■ **Exercise directions**: Copy out the entries that follow, unchanged.

■ **Materials provided**:
-*-*-

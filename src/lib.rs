//! # Image Alter
//!
//! Applies an ordered pipeline of named transformations to an image and
//! writes the result in the requested format and quality.
//!
//! # Architecture: Linear Pipeline
//!
//! ```text
//! request  →  resolve format + quality  →  decode  →  step₀ … stepₙ  →  encode  →  file
//! ```
//!
//! Each step names a transformation from a fixed catalog (`rotate`, `crop`,
//! `scale`, `grayscale`, …) and carries an optional loosely typed argument.
//! The catalog entry validates and normalizes the argument, then drives one
//! or more codec primitives. The first failing step aborts the request; no
//! partial output is ever written.
//!
//! # Module Map
//!
//! | Module | Role |
//! |--------|------|
//! | [`imaging`] | Registry, argument values, geometry rules, format resolution, the codec trait and its `image`-crate implementation |
//! | [`pipeline`] | The executor: step sequencing, handle ownership, error kinds, writing the result |
//! | [`request`] | JSON request decoding and command-line action parsing |
//! | [`engine`] | `init_engine` / `shutdown_engine` lifecycle and startup banner |
//! | [`config`] | `config.toml` loading, validation, merging |
//! | [`logging`] | `tracing-subscriber` setup for the binary |
//! | [`output`] | CLI output formatting |
//!
//! # Design Decisions
//!
//! ## Validate Before Touching Pixels
//!
//! Every catalog entry narrows its argument into a typed
//! [`imaging::Operation`] before any codec call. A malformed argument or an
//! inverted crop rectangle fails without a single primitive having run.
//!
//! ## One Owned Handle
//!
//! Codec primitives borrow their input and return a new handle. The
//! executor owns exactly one handle at any time and releases the previous one
//! after every successful step, and the current one on failure. The
//! [`imaging::ImageCodec`] trait makes release explicit so a recording test
//! codec can prove nothing leaks and nothing is released twice.
//!
//! ## Sequential Scale-To-Fit
//!
//! `scale` and `thumbnail` shrink to fit the width first, then fit the height
//! of the already shrunk pair. Results differ from a single min-ratio fit in
//! rounding only, and clients depend on the exact numbers.
//!
//! ## Pure-Rust Codec
//!
//! [`imaging::RustCodec`] uses the `image` crate for decoding, encoding
//! (including AVIF via `rav1e`) and the geometric primitives. Effects the
//! crate lacks (despeckle, equalize, oil paint, swirl, …) are small per-pixel
//! passes on RGBA buffers. No system libraries are required.

pub mod config;
pub mod engine;
pub mod imaging;
pub mod logging;
pub mod output;
pub mod pipeline;
pub mod request;

#[cfg(test)]
pub(crate) mod test_helpers;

-*-*-

■ **Response**:
filename src/lib.rs
//! # Image Alter
//!
//! Applies an ordered pipeline of named transformations to an image and
//! writes the result in the requested format and quality.
//!
//! # Architecture: Linear Pipeline
//!
//! ```text
//! request  →  resolve format + quality  →  decode  →  step₀ … stepₙ  →  encode  →  file
//! ```
//!
//! Each step names a transformation from a fixed catalog (`rotate`, `crop`,
//! `scale`, `grayscale`, …) and carries an optional loosely typed argument.
//! The catalog entry validates and normalizes the argument, then drives one
//! or more codec primitives. The first failing step aborts the request; no
//! partial output is ever written.
//!
//! # Module Map
//!
//! | Module | Role |
//! |--------|------|
//! | [`imaging`] | Registry, argument values, geometry rules, format resolution, the codec trait and its `image`-crate implementation |
//! | [`pipeline`] | The executor: step sequencing, handle ownership, error kinds, writing the result |
//! | [`request`] | JSON request decoding and command-line action parsing |
//! | [`engine`] | `init_engine` / `shutdown_engine` lifecycle and startup banner |
//! | [`config`] | `config.toml` loading, validation, merging |
//! | [`logging`] | `tracing-subscriber` setup for the binary |
//! | [`output`] | CLI output formatting |
//!
//! # Design Decisions
//!
//! ## Validate Before Touching Pixels
//!
//! Every catalog entry narrows its argument into a typed
//! [`imaging::Operation`] before any codec call. A malformed argument or an
//! inverted crop rectangle fails without a single primitive having run.
//!
//! ## One Owned Handle
//!
//! Codec primitives borrow their input and return a new handle. The
//! executor owns exactly one handle at any time and releases the previous one
//! after every successful step, and the current one on failure. The
//! [`imaging::ImageCodec`] trait makes release explicit so a recording test
//! codec can prove nothing leaks and nothing is released twice.
//!
//! ## Sequential Scale-To-Fit
//!
//! `scale` and `thumbnail` shrink to fit the width first, then fit the height
//! of the already shrunk pair. Results differ from a single min-ratio fit in
//! rounding only, and clients depend on the exact numbers.
//!
//! ## Pure-Rust Codec
//!
//! [`imaging::RustCodec`] uses the `image` crate for decoding, encoding
//! (including AVIF via `rav1e`) and the geometric primitives. Effects the
//! crate lacks (despeckle, equalize, oil paint, swirl, …) are small per-pixel
//! passes on RGBA buffers. No system libraries are required.

pub mod config;
pub mod engine;
pub mod imaging;
pub mod logging;
pub mod output;
pub mod pipeline;
pub mod request;

#[cfg(test)]
pub(crate) mod test_helpers;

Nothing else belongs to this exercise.